Database models have all sorts of useful applications during Flyway development to help us automate those repetitive development tasks that otherwise slow down delivery. This article shows how models can help us automate mundane tasks such as generating a build script for any version of a database or deleting the data from every table.

Guest post

This is a guest post from Phil Factor. Phil Factor (real name withheld to protect the guilty), aka Database Mole, has 30 years of experience with database-intensive applications.

Despite having once been shouted at by a furious Bill Gates at an exhibition in the early 1980s, he has remained resolutely anonymous throughout his career.

He is a regular contributor to Simple Talk and SQLServerCentral.

A model of SQL database is a hierarchical representation of its metadata, providing details of the structure of the tables, views, procedures and functions. We build these models by extracting and collating information from the RDBMS’s metadata views and saving it in markup such as XML or YAML, or in a language such as JSON.

A database model is mostly useful for scripting processes, or for recording, and later referencing, the design of a database at any particular version. If you use a hierarchical model in JSON, it can be accessed by any scripting language such as PowerShell or Python to find out the structure of the database. Even DOS batch, with the help of JQ.exe, can read from it.

I’ve exploited this fact, in my Flyway Teamwork Framework, to provide PowerShell tasks that can generate a JSON model for each new version of the database, and then compare the current model to the previous one to produce a summary of what changed. I’ve described the various ways in which this can help team-based development in Tracking Development Changes using Database Models with Flyway.
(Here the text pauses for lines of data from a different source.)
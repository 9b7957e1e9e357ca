//! Super-admin session revocation
//!
//! Logged-out session JTIs are remembered until the token would have expired
//! on its own. Entries past expiry are pruned on every revocation.

use std::collections::HashMap;
use std::sync::Arc;

use time::OffsetDateTime;
use tokio::sync::RwLock;

#[derive(Clone, Default)]
pub struct SessionRevocations {
    /// jti -> token expiry (unix seconds)
    revoked: Arc<RwLock<HashMap<String, i64>>>,
}

impl SessionRevocations {
    pub fn new() -> Self {
        Self::default()
    }

    /// Revoke a session until its expiry
    pub async fn revoke(&self, jti: &str, exp: i64) {
        let now = OffsetDateTime::now_utc().unix_timestamp();
        let mut revoked = self.revoked.write().await;
        revoked.retain(|_, expires| *expires > now);
        revoked.insert(jti.to_string(), exp);
    }

    pub async fn is_revoked(&self, jti: &str) -> bool {
        self.revoked.read().await.contains_key(jti)
    }

    pub async fn len(&self) -> usize {
        self.revoked.read().await.len()
    }

    pub async fn is_empty(&self) -> bool {
        self.len().await == 0
    }
}

#[cfg(test)]
mod tests {
    use super::*;

    #[tokio::test]
    async fn test_revoke_and_check() {
        let revocations = SessionRevocations::new();
        let exp = OffsetDateTime::now_utc().unix_timestamp() + 3600;

        assert!(!revocations.is_revoked("jti-1").await);
        revocations.revoke("jti-1", exp).await;
        assert!(revocations.is_revoked("jti-1").await);
        assert!(!revocations.is_revoked("jti-2").await);
    }

    #[tokio::test]
    async fn test_expired_entries_are_pruned() {
        let revocations = SessionRevocations::new();
        let now = OffsetDateTime::now_utc().unix_timestamp();

        revocations.revoke("old", now - 10).await;
        revocations.revoke("fresh", now + 3600).await;

        assert!(!revocations.is_revoked("old").await);
        assert!(revocations.is_revoked("fresh").await);
        assert_eq!(revocations.len().await, 1);
    }
}
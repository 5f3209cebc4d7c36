#![allow(non_snake_case)]
//! Stock widgets. Each constructor returns a ready [`Control`](crate::Control);
//! reach the widget state through `Control::widget_mut::<W>()`.

pub mod button;
pub mod container;
pub mod label;
pub mod scroll_bar;
pub mod shape;

pub use button::{Button, ButtonWidget};
pub use container::{Container, ContainerLayout, ContainerWidget};
pub use label::{Label, LabelWidget, MonospaceMeasurer, TextMeasurer};
pub use scroll_bar::{LinearDirection, ScrollAction, ScrollBar, ScrollBarWidget, ScrollEvent};
pub use shape::{BorderEdges, Shape, ShapeKind, ShapeWidget, StateColors, TriangleDirection};
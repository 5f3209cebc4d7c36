//! # Trellis core
//!
//! Value types shared by every Trellis crate. Nothing in here knows about the
//! control tree; `trellis-ui` builds the measure, place, interaction and draw
//! passes on top of these pieces:
//!
//! - `geometry`: `Vec2`, `Size`, `Insets`, the edge-based `BoxRect` every
//!   measured box uses, and the affine `Matrix`.
//! - `animation`: easing, `Animator` (before/after state driven by a frame
//!   instant) and the injectable `Clock`.
//! - `input`: per-frame `InputSnapshot`, mouse button flags, key events and
//!   platform timings.
//! - `property` / `event`: compare-and-notify properties and ordered
//!   listener lists.
//! - `render_api`: the `DrawList` command batch and the `RenderBackend`
//!   contract, plus a recording `HeadlessBackend`.
//!
//! ```rust
//! use trellis_core::*;
//!
//! let content = BoxRect::from_size(Size::new(80.0, 20.0));
//! let boundary = content.expand(Insets::uniform(4.0));
//! assert_eq!(boundary.size(), Size::new(88.0, 28.0));
//! ```

pub mod animation;
pub mod color;
pub mod error;
pub mod event;
pub mod geometry;
pub mod input;
pub mod property;
pub mod render_api;
pub mod tests;

pub use animation::*;
pub use color::*;
pub use error::{ControlError, Result};
pub use event::*;
pub use geometry::*;
pub use input::*;
pub use property::*;
pub use render_api::*;
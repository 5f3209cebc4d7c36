#[cfg(test)]
mod tests {
    use trellis_core::*;
    use trellis_ui::*;
    use web_time::{Duration, Instant};

    use crate::{Hud, Inspector, dump, screen_bounds};

    #[test]
    fn test_fps_smoothing() {
        let mut hud = Hud::new();
        let t0 = Instant::now();
        hud.record(t0, FrameStats::default());
        assert_eq!(hud.fps(), 0.0);

        hud.record(t0 + Duration::from_millis(10), FrameStats::default());
        assert!((hud.fps() - 100.0).abs() < 0.1);

        hud.record(t0 + Duration::from_millis(30), FrameStats::default());
        assert!((hud.fps() - 90.0).abs() < 0.1);
        assert_eq!(hud.frame_count(), 3);
        assert!(hud.text().starts_with("frame: 3"));
    }

    #[test]
    fn test_dump_lists_tree_with_depth() {
        let mut label = Label("hi");
        label.base.name = "greeting".into();
        let mut root = Container(vec![label]);
        root.measure(
            Size::new(100.0, 50.0),
            &PassContext {
                now: Instant::now(),
                timings: PlatformTimings::default(),
            },
        );
        let text = dump(&root);
        let lines: Vec<_> = text.lines().collect();
        assert_eq!(lines.len(), 2);
        assert!(lines[0].starts_with("Container #"));
        assert!(lines[0].contains("[0.0, 0.0, 16.0, 20.0]"));
        assert!(lines[1].starts_with("  Label \"greeting\""));
    }

    #[test]
    fn test_inspector_outlines_hovered_control() {
        let mut root = Label("hover me");
        root.base.set_margin(Insets::uniform(2.0)).unwrap();
        let clock = ManualClock::default();
        let mut ui = Ui::new(root, UiConfig::default(), clock.clone());
        let mut backend = HeadlessBackend::new();
        let mut inspector = Inspector::new();

        let mut out = ui.frame(Size::new(200.0, 100.0), &InputSnapshot::at(5.0, 5.0), &mut backend);
        inspector.frame(&ui, &mut out, clock.now());
        let plain = out.draw_list.len();

        inspector.hud.toggle_inspector();
        clock.advance(Duration::from_millis(16));
        let mut out = ui.frame(Size::new(200.0, 100.0), &InputSnapshot::at(5.0, 5.0), &mut backend);
        inspector.frame(&ui, &mut out, clock.now());
        assert_eq!(out.draw_list.len(), plain + 2);

        let expected = screen_bounds(ui.root());
        assert_eq!(expected, BoxRect::new(0.0, 0.0, 68.0, 24.0));
        let outlined = out.draw_list.commands.iter().any(|c| {
            matches!(c, DrawCommand::Quad { stroke: Some(w), color, .. }
                if *w == 2.0 && *color == Color::from_hex("#44AAFF"))
        });
        assert!(outlined);
    }
}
As well as allowing us to compare database versions, a model also has more general uses in helping to automate database development tasks. For example, the model provides the information we need to write routines for tasks such as checking that naming conventions are being followed, or that tables are complete, or for extracting documentation. Because the model also contains all the objects dependencies, we can also use it to automate tasks that rely on knowing the correct dependency order. For example, we can use a model to generate a build script that ensures all objects are created in the correct dependency order, or to produce a script that deletes all data from a database in reverse-dependency order.
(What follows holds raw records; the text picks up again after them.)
use trellis_core::*;

use crate::control::{Control, ControlBase, Widget};
use crate::draw::DrawContext;
use crate::runtime::PassContext;

/// Text measurement supplied by the host's text stack.
pub trait TextMeasurer {
    fn measure(&self, text: &str, font_size: f32) -> Size;
}

/// Fixed-advance approximation: every glyph is half the font size wide and a
/// line is 1.25 font sizes tall.
#[derive(Clone, Copy, Debug, Default)]
pub struct MonospaceMeasurer;

impl TextMeasurer for MonospaceMeasurer {
    fn measure(&self, text: &str, font_size: f32) -> Size {
        if text.is_empty() {
            return Size::ZERO;
        }
        let lines = text.lines().count().max(1);
        let widest = text.lines().map(|l| l.chars().count()).max().unwrap_or(0);
        Size::new(
            widest as f32 * font_size * 0.5,
            lines as f32 * font_size * 1.25,
        )
    }
}

pub struct LabelWidget {
    text: String,
    font_size: f32,
    pub color: Color,
    measurer: Box<dyn TextMeasurer>,
    dirty: bool,
}

impl LabelWidget {
    pub fn text(&self) -> &str {
        &self.text
    }

    pub fn set_text(&mut self, text: impl Into<String>) {
        let text = text.into();
        if text != self.text {
            self.text = text;
            self.dirty = true;
        }
    }

    pub fn font_size(&self) -> f32 {
        self.font_size
    }

    pub fn set_font_size(&mut self, size: f32) -> Result<()> {
        let size = error::check_non_negative("font_size", size)?;
        if size != self.font_size {
            self.font_size = size;
            self.dirty = true;
        }
        Ok(())
    }

    pub fn set_measurer(&mut self, measurer: impl TextMeasurer + 'static) {
        self.measurer = Box::new(measurer);
        self.dirty = true;
    }
}

impl Widget for LabelWidget {
    fn type_name(&self) -> &'static str {
        "Label"
    }

    fn measure_content(&mut self, _base: &ControlBase, _offered: Size, _cx: &PassContext) -> BoxRect {
        self.dirty = false;
        BoxRect::from_size(self.measurer.measure(&self.text, self.font_size))
    }

    fn needs_measure(&self) -> bool {
        self.dirty
    }

    fn draw_content(&mut self, base: &ControlBase, list: &mut DrawList, _cx: &mut DrawContext) {
        if self.text.is_empty() {
            return;
        }
        list.add_text(base.content_box().left_top(), self.text.as_str(), self.color, self.font_size);
    }
}

pub fn Label(text: impl Into<String>) -> Control {
    Control::new(LabelWidget {
        text: text.into(),
        font_size: 16.0,
        color: Color::WHITE,
        measurer: Box::new(MonospaceMeasurer),
        dirty: true,
    })
}
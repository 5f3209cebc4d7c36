//! # Trellis controls
//!
//! A retained tree of [`Control`]s driven once per frame by [`Ui::frame`]:
//!
//! 1. **measure** resolves the declared sizing keywords into four nested
//!    boxes (`outside ⊇ boundary ⊇ interactive ⊇ content`);
//! 2. **place** composes each control's transform from its parent placement,
//!    scale, user transform and animators;
//! 3. **tick** runs widget timers such as scroll-bar repeat;
//! 4. **interaction** resolves hover, press, capture, click, wheel and
//!    keyboard input, children first;
//! 5. **draw** emits backgrounds and content into the backend's draw lists,
//!    going through an offscreen target where children are clipped.
//!
//! Work requested during a pass (a visual state swap, an animator still
//! running) is picked up by the next frame, never re-entrantly.
//!
//! ```rust
//! use std::cell::Cell;
//! use std::rc::Rc;
//! use trellis_core::*;
//! use trellis_ui::*;
//!
//! let clicks = Rc::new(Cell::new(0));
//! let counter = clicks.clone();
//! let button = Button("OK", move || counter.set(counter.get() + 1));
//!
//! let mut ui = Ui::new(button, UiConfig::default(), ManualClock::default());
//! let mut backend = HeadlessBackend::new();
//! let viewport = Size::new(200.0, 100.0);
//!
//! ui.frame(viewport, &InputSnapshot::default(), &mut backend);
//! let press = InputSnapshot::at(10.0, 10.0).with_buttons(MouseButtons::LEFT);
//! ui.frame(viewport, &press, &mut backend);
//! ui.frame(viewport, &InputSnapshot::at(10.0, 10.0), &mut backend);
//! assert_eq!(clicks.get(), 1);
//! ```

pub mod control;
pub mod draw;
pub mod events;
pub mod interaction;
mod measure;
mod place;
pub mod runtime;
pub mod tests;
pub mod widgets;

pub use control::*;
pub use draw::{DrawContext, UNIT_UV};
pub use events::*;
pub use interaction::{InteractionContext, InteractionMemory};
pub use runtime::*;
pub use widgets::*;
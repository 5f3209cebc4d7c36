use thiserror::Error;

/// Errors surfaced to whoever set a bad value. Layout itself never fails; it
/// clamps instead.
#[derive(Debug, Clone, PartialEq, Error)]
pub enum ControlError {
    #[error("invalid argument `{name}`: {reason}")]
    InvalidArgument { name: &'static str, reason: String },
    #[error("not implemented: {0}")]
    NotImplemented(&'static str),
}

pub type Result<T, E = ControlError> = std::result::Result<T, E>;

impl ControlError {
    pub fn invalid(name: &'static str, reason: impl Into<String>) -> Self {
        ControlError::InvalidArgument {
            name,
            reason: reason.into(),
        }
    }
}

pub fn check_finite(name: &'static str, v: f32) -> Result<f32> {
    if v.is_finite() {
        Ok(v)
    } else {
        Err(ControlError::invalid(name, format!("{v} is not finite")))
    }
}

pub fn check_non_negative(name: &'static str, v: f32) -> Result<f32> {
    let v = check_finite(name, v)?;
    if v < 0.0 {
        return Err(ControlError::invalid(name, format!("{v} is negative")));
    }
    Ok(v)
}

pub fn check_unit(name: &'static str, v: f32) -> Result<f32> {
    let v = check_finite(name, v)?;
    if !(0.0..=1.0).contains(&v) {
        return Err(ControlError::invalid(name, format!("{v} is outside [0, 1]")));
    }
    Ok(v)
}
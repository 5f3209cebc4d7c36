//! Frame driver.
//!
//! One call to [`Ui::frame`] runs, in order: measure, place, tick,
//! interaction, draw and present. Every pass reads the same frame instant
//! from the injected [`Clock`], so animations are deterministic under a
//! [`ManualClock`].

use trellis_core::*;
use web_time::Instant;

use crate::control::{Control, ControlId};
use crate::draw::DrawContext;
use crate::interaction::{InteractionContext, InteractionMemory};

#[derive(Clone, Debug, PartialEq)]
pub struct UiConfig {
    /// Outline every boundary box and the focused control.
    pub debug_draw: bool,
    /// Tint alpha applied to the content of disabled controls.
    pub disabled_opacity: f32,
}

impl Default for UiConfig {
    fn default() -> Self {
        Self {
            debug_draw: false,
            disabled_opacity: 0.5,
        }
    }
}

impl UiConfig {
    /// Reads `TRELLIS_DEBUG_DRAW` (`1`/`true`) on top of the defaults.
    pub fn from_env() -> Self {
        let debug_draw = std::env::var("TRELLIS_DEBUG_DRAW")
            .map(|v| matches!(v.as_str(), "1" | "true"))
            .unwrap_or(false);
        Self {
            debug_draw,
            ..Self::default()
        }
    }
}

/// Per-pass frame information handed to widget hooks.
#[derive(Clone, Copy, Debug)]
pub struct PassContext {
    pub now: Instant,
    pub timings: PlatformTimings,
}

#[derive(Clone, Copy, Debug, Default, PartialEq)]
pub struct FrameStats {
    pub frame: u64,
    /// Whether the measure pass did work this frame.
    pub measured: bool,
    /// Whether any animator in the tree is still running.
    pub animating: bool,
    pub controls: usize,
    pub draw_commands: usize,
    pub textures: usize,
}

#[derive(Debug)]
pub struct FrameOutput {
    pub draw_list: DrawList,
    pub stats: FrameStats,
}

pub struct Ui {
    root: Control,
    config: UiConfig,
    clock: Box<dyn Clock>,
    memory: InteractionMemory,
    frame: u64,
}

impl Ui {
    pub fn new(root: Control, config: UiConfig, clock: impl Clock) -> Self {
        Self {
            root,
            config,
            clock: Box::new(clock),
            memory: InteractionMemory::default(),
            frame: 0,
        }
    }

    pub fn root(&self) -> &Control {
        &self.root
    }

    pub fn root_mut(&mut self) -> &mut Control {
        &mut self.root
    }

    pub fn config(&self) -> &UiConfig {
        &self.config
    }

    pub fn config_mut(&mut self) -> &mut UiConfig {
        &mut self.config
    }

    pub fn find(&self, id: ControlId) -> Option<&Control> {
        self.root.find(id)
    }

    pub fn find_mut(&mut self, id: ControlId) -> Option<&mut Control> {
        self.root.find_mut(id)
    }

    pub fn focused(&self) -> Option<ControlId> {
        self.memory.focus
    }

    /// Topmost control under the pointer after the last frame.
    pub fn hovered(&self) -> Option<ControlId> {
        self.memory.hovered
    }

    pub fn capturing(&self, button: MouseButtons) -> Option<ControlId> {
        self.memory.captures[button.index()]
    }

    /// Moves keyboard focus. Ids that are missing or not focusable clear it.
    pub fn focus(&mut self, id: Option<ControlId>) {
        let target = id.filter(|id| {
            self.root
                .find(*id)
                .is_some_and(|c| c.base.focusable && c.base.is_enabled())
        });
        self.memory.focus = target;
        self.root.sync_focus(target);
    }

    /// Skips move animations for the whole tree on the next frame.
    pub fn suppress_next_animation(&mut self) {
        self.root.suppress_next_animation();
    }

    /// Runs one frame for a surface of `viewport` size.
    pub fn frame(
        &mut self,
        viewport: Size,
        input: &InputSnapshot,
        backend: &mut dyn RenderBackend,
    ) -> FrameOutput {
        self.frame += 1;
        let now = self.clock.now();
        let pass = PassContext {
            now,
            timings: input.timings,
        };

        let measured = self.root.needs_measure() || self.root.base.last_offered != Some(viewport);
        self.root.measure(viewport, &pass);
        self.root.place(Matrix::IDENTITY, &Matrix::IDENTITY, &pass);
        self.root.tick(&pass);

        let mut icx = InteractionContext::new(now, input, &self.memory);
        self.root.handle_interaction(&mut icx);
        let mut memory = icx.finish();
        if let Some(focus) = memory.focus
            && self.root.find(focus).is_none()
        {
            log::debug!("focused control {focus:?} left the tree");
            memory.focus = None;
        }
        self.root.sync_focus(memory.focus);
        self.memory = memory;

        let mut draw_list = backend.rent_draw_list();
        let rented = {
            let mut dcx = DrawContext::new(backend, &self.config);
            self.root.draw(&mut draw_list, &mut dcx);
            dcx.into_rented()
        };
        backend.present(&draw_list);
        let textures = rented.len();
        for texture in rented {
            backend.return_texture(texture);
        }

        let mut controls = 0;
        let mut animating = false;
        self.root.visit(&mut |c, _| {
            controls += 1;
            animating |= c.base.animators.any_running();
        });

        let stats = FrameStats {
            frame: self.frame,
            measured,
            animating,
            controls,
            draw_commands: draw_list.len(),
            textures,
        };
        log::trace!("frame {stats:?}");
        FrameOutput { draw_list, stats }
    }

    /// Pulls one snapshot from `source` and runs a frame with it.
    pub fn pump(
        &mut self,
        viewport: Size,
        source: &mut dyn InputSource,
        backend: &mut dyn RenderBackend,
    ) -> FrameOutput {
        let input = source.snapshot();
        self.frame(viewport, &input, backend)
    }
}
To illustrate the point, I’ll demo a few of these uses for a model, using the Flyway Teamwork framework. They provide a standardized way to automate this sort of mundane, but necessary, development task, regardless of RDBMS.

Using database models

Generating a SQL Script that does a SQL task for every table

Unfortunately, there is no SQL method in common between the major RDBMSs to provide a simple way of executing a given Transact-SQL statement against each table in the database. Even if there was, tasks that affect a whole set of tables often need to happen in the correct dependency order. For example, if you need to build a database, you can’t create a table that has foreign key references to tables that you haven’t yet created. Conversely, if the task is to delete all the data, you can’t delete data from any table to which other tables with existing data still refer.
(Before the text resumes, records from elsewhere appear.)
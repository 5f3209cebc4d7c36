use std::marker::PhantomData;

use crate::event::Listeners;

/// Argument of a property-change notification. Setting `cancel` vetoes the
/// change; listeners may also rewrite `next`.
#[derive(Clone, Debug, PartialEq)]
pub struct PropertyChange<T> {
    pub name: &'static str,
    pub previous: T,
    pub next: T,
    pub cancel: bool,
}

/// Compare-and-notify property slot, typed by its owner `O` so listeners of
/// different owners cannot be mixed up.
pub struct Observed<O: ?Sized, T> {
    name: &'static str,
    value: T,
    generation: u64,
    listeners: Listeners<PropertyChange<T>>,
    _owner: PhantomData<fn(&O)>,
}

impl<O: ?Sized, T: std::fmt::Debug> std::fmt::Debug for Observed<O, T> {
    fn fmt(&self, f: &mut std::fmt::Formatter<'_>) -> std::fmt::Result {
        f.debug_struct("Observed")
            .field("name", &self.name)
            .field("value", &self.value)
            .field("generation", &self.generation)
            .finish()
    }
}

impl<O: ?Sized, T: Clone + PartialEq> Observed<O, T> {
    pub fn new(name: &'static str, value: T) -> Self {
        Self {
            name,
            value,
            generation: 0,
            listeners: Listeners::new(),
            _owner: PhantomData,
        }
    }

    pub fn get(&self) -> &T {
        &self.value
    }

    pub fn name(&self) -> &'static str {
        self.name
    }

    /// Bumped on every applied change.
    pub fn generation(&self) -> u64 {
        self.generation
    }

    pub fn on_change(&mut self, handler: impl FnMut(&mut PropertyChange<T>) + 'static) {
        self.listeners.add(handler);
    }

    /// Returns whether the stored value changed.
    pub fn set(&mut self, next: T) -> bool {
        if self.value == next {
            return false;
        }
        let mut change = PropertyChange {
            name: self.name,
            previous: self.value.clone(),
            next,
            cancel: false,
        };
        self.listeners.emit(&mut change);
        if change.cancel || change.next == self.value {
            log::trace!("property `{}` change vetoed", self.name);
            return false;
        }
        self.value = change.next;
        self.generation += 1;
        true
    }
}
Even SQL Server ‘s sp_MSforeachtable can’t ensure a task is done in dependency, or reverse-dependency, order. It is certainly possible to achieve similar functionality for other RDBMSs by using their respective system views, cursors, and procedural languages. Fortunately, though, we don ‘t have to do this. Instead, we can steal the idea behind sp_MSforeachtable and use our database model to provide the dependency order.

As an example, I’ve provided a utility that generates code that does the action that you specify for every table, but in the right dependency order for the operation. It is called Script-ForEachTable. You’ll find it in the Resources directory and is just one of the resources that is installed by ‘Preliminary.ps1‘.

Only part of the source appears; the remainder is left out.